The title does neither imply that the Cox model is of no use at all, nor that one should abandon it even if only for the reason that the vast majority of biomedical literature makes use of it in one form of the other. Rather, it is meant to imply that one can put other more versatile regression models to the same uses and get out more out of the same data.
As people reading this are well aware, the Cox model is a semi-parametric model that allows flexibility in modelling the baseline hazard of a given survival function, while estimating differences from this baseline under a minimal parametric proportionality of hazards assumption. A number of approaches can be used to mathematically justify Cox modelling but it was not until the introduction of counting processes that the Cox and other semi-parametric approaches could be put in a rigorous mathematical basis.
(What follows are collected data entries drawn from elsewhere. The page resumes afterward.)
//! Kernel variable extraction.
//!
//! Walks a statement region destined to become a device kernel and collects
//! the variables the kernel must receive from the host (`hoisted_vars`) and
//! the declarations that must be lifted to kernel-local storage
//! (`hoisted_decls`).
//!
//! `hoisted_vars` is deduplicated by name with first-seen order; names
//! declared inside the region, and names in the caller-supplied skip set
//! (function parameters, globals, declared predicate functions), are
//! excluded. `hoisted_decls` preserves discovery order because later
//! declarations may depend on earlier ones.
//!
//! The from/to filters of an edgeset apply are carried as names, not
//! expressions, so the extractor registers them as variable uses itself; a
//! frontier vertexset referenced only as a filter still reaches the
//! kernel. Callers put declared function names in the skip set so
//! predicate filters are not mistaken for frontiers.

use rustc_hash::FxHashSet;

use super::visit::{walk_stmt, MirVisitor};
use super::{EdgeSetApply, MirExpr, MirType, Stmt};

#[derive(Debug, Clone, PartialEq)]
pub struct HoistedDecl {
    pub name: String,
    pub ty: Option<MirType>,
    pub init: Option<MirExpr>,
}

#[derive(Debug, Default)]
pub struct KernelVariableExtractor {
    /// Names never hoisted: function parameters, globals, and declared
    /// functions.
    skip: FxHashSet<String>,
    /// Names declared inside the region so far.
    declared: FxHashSet<String>,
    seen: FxHashSet<String>,
    hoisted_vars: Vec<String>,
    hoisted_decls: Vec<HoistedDecl>,
}

impl KernelVariableExtractor {
    pub fn new(skip: impl IntoIterator<Item = String>) -> Self {
        Self {
            skip: skip.into_iter().collect(),
            ..Self::default()
        }
    }

    /// Extract from a statement region.
    pub fn extract(mut self, stmts: &[Stmt]) -> (Vec<String>, Vec<HoistedDecl>) {
        for stmt in stmts {
            self.visit_stmt(stmt);
        }
        // A use may precede its declaration only across loop iterations, in
        // which case the decl still lives inside the region and the name
        // must not be hoisted.
        let declared = self.declared;
        let hoisted = self
            .hoisted_vars
            .into_iter()
            .filter(|name| !declared.contains(name))
            .collect();
        (hoisted, self.hoisted_decls)
    }
}

impl MirVisitor for KernelVariableExtractor {
    fn visit_var_expr(&mut self, name: &str) {
        if self.skip.contains(name) || self.seen.contains(name) {
            return;
        }
        self.seen.insert(name.to_string());
        self.hoisted_vars.push(name.to_string());
    }

    fn visit_var_decl(
        &mut self,
        name: &str,
        ty: Option<&MirType>,
        init: Option<&MirExpr>,
    ) {
        self.declared.insert(name.to_string());
        self.hoisted_decls.push(HoistedDecl {
            name: name.to_string(),
            ty: ty.cloned(),
            init: init.cloned(),
        });
    }

    fn visit_edge_set_apply(&mut self, apply: &EdgeSetApply) {
        // Filter names are strings on the apply node, not Var expressions;
        // they reference host state all the same.
        for name in [&apply.from_func, &apply.to_func].into_iter().flatten() {
            self.visit_var_expr(name);
        }
    }

    fn visit_stmt(&mut self, stmt: &Stmt) {
        // For-loop variables are declarations local to the region even
        // though they are not VarDecl statements.
        if let crate::mir::StmtKind::For { loop_var, .. } = &stmt.kind {
            self.declared.insert(loop_var.clone());
        }
        walk_stmt(self, stmt);
    }
}

#[cfg(test)]
mod tests {
    use super::*;
    use crate::mir::{MirExpr, ScalarKind, Stmt, StmtKind};

    fn var(name: &str) -> MirExpr {
        MirExpr::Var(name.to_string())
    }

    #[test]
    fn outer_vars_are_hoisted_once_in_first_seen_order() {
        let region = vec![
            Stmt::new(StmtKind::Expr(MirExpr::Binary {
                op: crate::mir::BinOp::Add,
                lhs: Box::new(var("b")),
                rhs: Box::new(var("a")),
            })),
            Stmt::new(StmtKind::Expr(var("b"))),
        ];
        let (vars, decls) = KernelVariableExtractor::new([]).extract(&region);
        assert_eq!(vars, vec!["b".to_string(), "a".to_string()]);
        assert!(decls.is_empty());
    }

    #[test]
    fn inner_decls_are_recorded_not_hoisted() {
        let region = vec![
            Stmt::new(StmtKind::VarDecl {
                name: "x".into(),
                ty: Some(crate::mir::MirType::Scalar(ScalarKind::Int)),
                init: Some(MirExpr::IntLit(0)),
                is_const: false,
            }),
            Stmt::new(StmtKind::Expr(var("x"))),
            Stmt::new(StmtKind::Expr(var("y"))),
        ];
        let (vars, decls) = KernelVariableExtractor::new([]).extract(&region);
        assert_eq!(vars, vec!["y".to_string()]);
        assert_eq!(decls.len(), 1);
        assert_eq!(decls[0].name, "x");
    }

    #[test]
    fn use_before_decl_within_region_is_not_hoisted() {
        // Happens across loop iterations: the use precedes the declaration
        // textually, but the declaration is inside the region.
        let region = vec![
            Stmt::new(StmtKind::Expr(var("t"))),
            Stmt::new(StmtKind::VarDecl {
                name: "t".into(),
                ty: None,
                init: None,
                is_const: false,
            }),
        ];
        let (vars, _decls) = KernelVariableExtractor::new([]).extract(&region);
        assert!(vars.is_empty());
    }

    #[test]
    fn skip_set_excludes_params_and_globals() {
        let region = vec![Stmt::new(StmtKind::Expr(MirExpr::Binary {
            op: crate::mir::BinOp::Add,
            lhs: Box::new(var("param")),
            rhs: Box::new(var("local")),
        }))];
        let (vars, _) =
            KernelVariableExtractor::new(["param".to_string()]).extract(&region);
        assert_eq!(vars, vec!["local".to_string()]);
    }

    #[test]
    fn apply_filter_names_are_hoisted() {
        use crate::mir::{ApplyKind, Direction, EdgeSetApply};

        let apply = EdgeSetApply {
            target: Box::new(var("edges")),
            input_function: "updateEdge".into(),
            from_func: Some("frontier".into()),
            to_func: Some("only_roots".into()),
            change_tracking_field: None,
            disable_deduplication: false,
            kind: ApplyKind::Regular,
            direction: Direction::Push,
        };
        let region = vec![Stmt::new(StmtKind::Expr(MirExpr::EdgeSetApply(apply)))];

        // The edgeset and the predicate function are skip-set names; the
        // frontier appears only as a filter and must still be hoisted.
        let (vars, _) = KernelVariableExtractor::new([
            "edges".to_string(),
            "only_roots".to_string(),
        ])
        .extract(&region);
        assert_eq!(vars, vec!["frontier".to_string()]);
    }

    #[test]
    fn extraction_is_idempotent() {
        let region = vec![Stmt::new(StmtKind::Expr(var("a")))];
        let first = KernelVariableExtractor::new([]).extract(&region);
        let second = KernelVariableExtractor::new([]).extract(&region);
        assert_eq!(first, second);
    }
}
From my reading of the 1970s literature Cox himself did not offer a bona fide mathematical proof for the procedures in the Cox model and the commentary in his 1972 paper that introduced this procedure before the Royal Society is a must read for anyone interested in the model and the rigor of the scientific process.
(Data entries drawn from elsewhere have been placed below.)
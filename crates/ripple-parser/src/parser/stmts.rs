//! Statement parsers.
//!
//! Statements end with `;` except the block forms (`if`, `while`, `do`,
//! `for`), which end with `end`. Any statement may be prefixed by
//! `# label #` to attach a user label. Recovery skip-sets: statement-level
//! productions skip to `;`, block bodies stop at `end`/`elif`/`else`.

use crate::symbols::IdentKind;
use crate::syntax_kind::SyntaxKind;

use super::{expressions, items, Parser};

/// Tokens that terminate a statement block.
const BLOCK_END: &[SyntaxKind] = &[
    SyntaxKind::END_KW,
    SyntaxKind::ELIF_KW,
    SyntaxKind::ELSE_KW,
    SyntaxKind::EOF,
];

/// The reduction-operator tokens.
pub(super) const REDUCE_OPS: &[SyntaxKind] = &[
    SyntaxKind::PLUS_REDUCE,
    SyntaxKind::MIN_REDUCE,
    SyntaxKind::MAX_REDUCE,
    SyntaxKind::ASYNC_MIN_REDUCE,
    SyntaxKind::ASYNC_MAX_REDUCE,
];

/// `{stmt}` until `end` / `elif` / `else` / EOF.
///
/// Guarantees progress: a statement that fails without consuming anything
/// is skipped one token at a time inside an error node.
pub(crate) fn parse_stmt_block(p: &mut Parser) {
    let m = p.open();
    while !p.at_any(BLOCK_END) {
        let before = p.current_span();
        parse_stmt(p);
        p.recover_to(&[
            SyntaxKind::SEMICOLON,
            SyntaxKind::END_KW,
            SyntaxKind::ELIF_KW,
            SyntaxKind::ELSE_KW,
        ]);
        if !p.at_any(BLOCK_END) && p.current_span() == before {
            p.advance_with_error("expected a statement");
        }
    }
    p.close(m, SyntaxKind::STMT_BLOCK);
}

/// Dispatch a single statement on its first token.
pub(crate) fn parse_stmt(p: &mut Parser) {
    match p.current() {
        SyntaxKind::VAR_KW => items::parse_var_decl(p),
        SyntaxKind::CONST_KW => items::parse_const_decl(p),
        SyntaxKind::IF_KW => parse_if_stmt(p),
        SyntaxKind::WHILE_KW => parse_while_stmt(p),
        SyntaxKind::DO_KW => parse_do_while_stmt(p),
        SyntaxKind::FOR_KW => parse_for_stmt(p),
        SyntaxKind::PRINT_KW | SyntaxKind::PRINTLN_KW => parse_print_stmt(p),
        SyntaxKind::BREAK_KW => parse_break_stmt(p),
        SyntaxKind::DELETE_KW => parse_delete_stmt(p),
        SyntaxKind::NUMBER_SIGN => parse_labeled_stmt(p),
        _ => parse_expr_or_assign_stmt(p),
    }
}

/// `# label # stmt`
fn parse_labeled_stmt(p: &mut Parser) {
    let m = p.open();
    let label = p.open();
    p.advance(); // #
    p.expect(SyntaxKind::IDENT);
    p.expect(SyntaxKind::NUMBER_SIGN);
    p.close(label, SyntaxKind::STMT_LABEL);
    if !p.has_error() {
        parse_stmt(p);
    }
    p.close(m, SyntaxKind::LABELED_STMT);
}

/// `if cond body else_clause end`
fn parse_if_stmt(p: &mut Parser) {
    let m = p.open();
    let depth = p.symbols.depth();
    p.advance(); // IF_KW

    expressions::parse_expr(p);

    p.symbols.scope();
    if !p.has_error() {
        parse_stmt_block(p);
    }
    p.symbols.truncate(depth);

    p.recover_to(&[SyntaxKind::ELIF_KW, SyntaxKind::ELSE_KW, SyntaxKind::END_KW]);
    parse_else_clause(p);

    p.recover_past(SyntaxKind::END_KW);
    p.close(m, SyntaxKind::IF_STMT);
}

/// `[('else' stmt_block) | ('elif' expr stmt_block else_clause)]`
fn parse_else_clause(p: &mut Parser) {
    match p.current() {
        SyntaxKind::ELSE_KW => {
            let m = p.open();
            let depth = p.symbols.depth();
            p.advance(); // else
            p.symbols.scope();
            parse_stmt_block(p);
            p.symbols.truncate(depth);
            p.close(m, SyntaxKind::ELSE_CLAUSE);
        }
        SyntaxKind::ELIF_KW => {
            // An elif chain is a nested if statement inside the else clause.
            let outer = p.open();
            let m = p.open();
            let depth = p.symbols.depth();
            p.advance(); // elif
            expressions::parse_expr(p);
            p.symbols.scope();
            if !p.has_error() {
                parse_stmt_block(p);
            }
            p.symbols.truncate(depth);
            p.recover_to(&[SyntaxKind::ELIF_KW, SyntaxKind::ELSE_KW, SyntaxKind::END_KW]);
            parse_else_clause(p);
            p.close(m, SyntaxKind::IF_STMT);
            p.close(outer, SyntaxKind::ELSE_CLAUSE);
        }
        _ => {}
    }
}

/// `while cond body end`
fn parse_while_stmt(p: &mut Parser) {
    let m = p.open();
    let depth = p.symbols.depth();
    p.advance(); // WHILE_KW

    expressions::parse_expr(p);

    p.symbols.scope();
    if !p.has_error() {
        parse_stmt_block(p);
    }
    p.symbols.truncate(depth);

    p.recover_past(SyntaxKind::END_KW);
    p.close(m, SyntaxKind::WHILE_STMT);
}

/// `do body end while cond`
fn parse_do_while_stmt(p: &mut Parser) {
    let m = p.open();
    let depth = p.symbols.depth();
    p.advance(); // DO_KW

    p.symbols.scope();
    parse_stmt_block(p);
    p.symbols.truncate(depth);

    p.recover_to(&[SyntaxKind::END_KW]);
    p.expect(SyntaxKind::END_KW);
    if !p.has_error() {
        p.expect(SyntaxKind::WHILE_KW);
    }
    if !p.has_error() {
        expressions::parse_expr(p);
    }
    p.recover_to(&[SyntaxKind::SEMICOLON, SyntaxKind::END_KW]);
    p.eat(SyntaxKind::SEMICOLON);
    p.close(m, SyntaxKind::DO_WHILE_STMT);
}

/// `for ident in lo:hi body end`
fn parse_for_stmt(p: &mut Parser) {
    let m = p.open();
    let depth = p.symbols.depth();
    p.advance(); // FOR_KW

    let loop_var = items::parse_name(p);
    if !p.has_error() {
        p.expect(SyntaxKind::IN_KW);
    }
    if !p.has_error() {
        parse_range_domain(p);
    }

    p.symbols.scope();
    if let Some(name) = loop_var {
        p.symbols.insert(&name, IdentKind::Other);
    }
    if !p.has_error() {
        parse_stmt_block(p);
    }
    p.symbols.truncate(depth);

    p.recover_past(SyntaxKind::END_KW);
    p.close(m, SyntaxKind::FOR_STMT);
}

/// `lower : upper`
fn parse_range_domain(p: &mut Parser) {
    let m = p.open();
    expressions::parse_expr(p);
    if !p.has_error() {
        p.expect(SyntaxKind::COLON);
    }
    if !p.has_error() {
        expressions::parse_expr(p);
    }
    p.close(m, SyntaxKind::RANGE_DOMAIN);
}

/// `('print' | 'println') expr {',' expr} ;`
fn parse_print_stmt(p: &mut Parser) {
    let m = p.open();
    p.advance(); // PRINT_KW or PRINTLN_KW
    loop {
        expressions::parse_expr(p);
        if p.has_error() || !p.eat(SyntaxKind::COMMA) {
            break;
        }
    }
    p.recover_past(SyntaxKind::SEMICOLON);
    p.close(m, SyntaxKind::PRINT_STMT);
}

/// `break ;`
fn parse_break_stmt(p: &mut Parser) {
    let m = p.open();
    p.advance(); // BREAK_KW
    p.recover_past(SyntaxKind::SEMICOLON);
    p.close(m, SyntaxKind::BREAK_STMT);
}

/// `delete expr ;` -- sugar for a `deleteObject` call, desugared at
/// lowering.
fn parse_delete_stmt(p: &mut Parser) {
    let m = p.open();
    p.advance(); // DELETE_KW
    expressions::parse_expr(p);
    p.recover_past(SyntaxKind::SEMICOLON);
    p.close(m, SyntaxKind::DELETE_STMT);
}

/// `[expr {',' expr} '='] expr ;` or `expr reduce_op expr ;` or a bare
/// expression statement.
///
/// Assignment targets that are plain identifiers not yet in scope are
/// registered so later statements can refer to them.
fn parse_expr_or_assign_stmt(p: &mut Parser) {
    let m = p.open();

    // Empty statement: a lone `;`.
    if p.eat(SyntaxKind::SEMICOLON) {
        p.close(m, SyntaxKind::EXPR_STMT);
        return;
    }

    let mut lhs_names: Vec<Option<String>> = vec![pending_simple_lhs(p)];
    expressions::parse_expr(p);

    let node = if p.has_error() {
        SyntaxKind::EXPR_STMT
    } else {
        match p.current() {
            SyntaxKind::COMMA | SyntaxKind::ASSIGN => {
                while p.eat(SyntaxKind::COMMA) {
                    lhs_names.push(pending_simple_lhs(p));
                    expressions::parse_expr(p);
                    if p.has_error() {
                        break;
                    }
                }
                if !p.has_error() {
                    p.expect(SyntaxKind::ASSIGN);
                }
                if !p.has_error() {
                    expressions::parse_expr(p);
                    for name in lhs_names.iter().flatten() {
                        if !p.symbols.contains(name) {
                            p.symbols.insert(name, IdentKind::Other);
                        }
                    }
                }
                SyntaxKind::ASSIGN_STMT
            }
            kind if REDUCE_OPS.contains(&kind) => {
                p.advance(); // reduce op
                expressions::parse_expr(p);
                for name in lhs_names.iter().flatten() {
                    if !p.symbols.contains(name) {
                        p.symbols.insert(name, IdentKind::Other);
                    }
                }
                SyntaxKind::REDUCE_STMT
            }
            _ => SyntaxKind::EXPR_STMT,
        }
    };

    p.recover_past(SyntaxKind::SEMICOLON);
    p.close(m, node);
}

/// When the upcoming expression is a bare identifier immediately followed by
/// `,`, `=`, or a reduction operator, return its text: it is an assignment
/// target eligible for implicit registration.
fn pending_simple_lhs(p: &Parser) -> Option<String> {
    if p.at(SyntaxKind::IDENT)
        && (matches!(p.nth(1), SyntaxKind::COMMA | SyntaxKind::ASSIGN)
            || REDUCE_OPS.contains(&p.nth(1)))
    {
        Some(p.current_text().to_string())
    } else {
        None
    }
}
What Bendix Carstensen shows, is that Cox model (see for example the following presentation(starting from slide 70) is that the Cox model is really a “life-table” on steroids procedure as many could have guessed from the title of the 1972 paper: Regression Models and Life-Tables.
By making this connection with the life table approach, one can accomplish the same goals (and possibly much more!) as the Cox model but within the parametric modelling framework of Poisson regression models.
There are a number of potential benefits of this adoption, many of which are pointed out by Carstensen:
- one is forced back to an Occam razor mode of thinking in which catchy phrases and the illusion of minimal assumptions are replaced by sensible modelling in terms of flexible parametric models
- as observation time is shown to be just another covariate, one’s thinking is liberated to consider multiple time scales and their interactions (the so called Age-Period-Cohort problems) in epidemiological settings. In my limited personal experience, such problems do not seem to be handled very well within the Cox model, especially in large datasets where one is forced to use what is termed “secular trend” terms in the linear predictor of the Cox model
- from a teaching perspective, one can (probably) forgo counting process expositions in explaining the “mechanics” of survival analysis regression approaches to audiences with minimal exposure to stochastic calculus (e.g. most MDs using statistical modelling in their own research). As both Poisson and Logistic regression (another model commonly used in biomedical research) are Generalized Linear Model (GLM), there exists some rather exciting opportunities in presenting both models from the same GLM framework to practitioners. Consider for example an introductory course in which students are advanced from Ordinary Linear Regression to Generalized Linear Models to survival modelling without having to switch frameworks. To the best of my knowledge, such a Biostats course does not exist but I have the gut feeling that it would do a much better job in distilling the needed concepts to its students.
In subsequent posts I will provide my own explorations of the Cox/Lifetable/Survival/Poisson GLM connection starting from what, I hope to be, an accurate account of the early (1970-1980’s) work exploring the same connection and some mathematical/software considerations concerning this approach.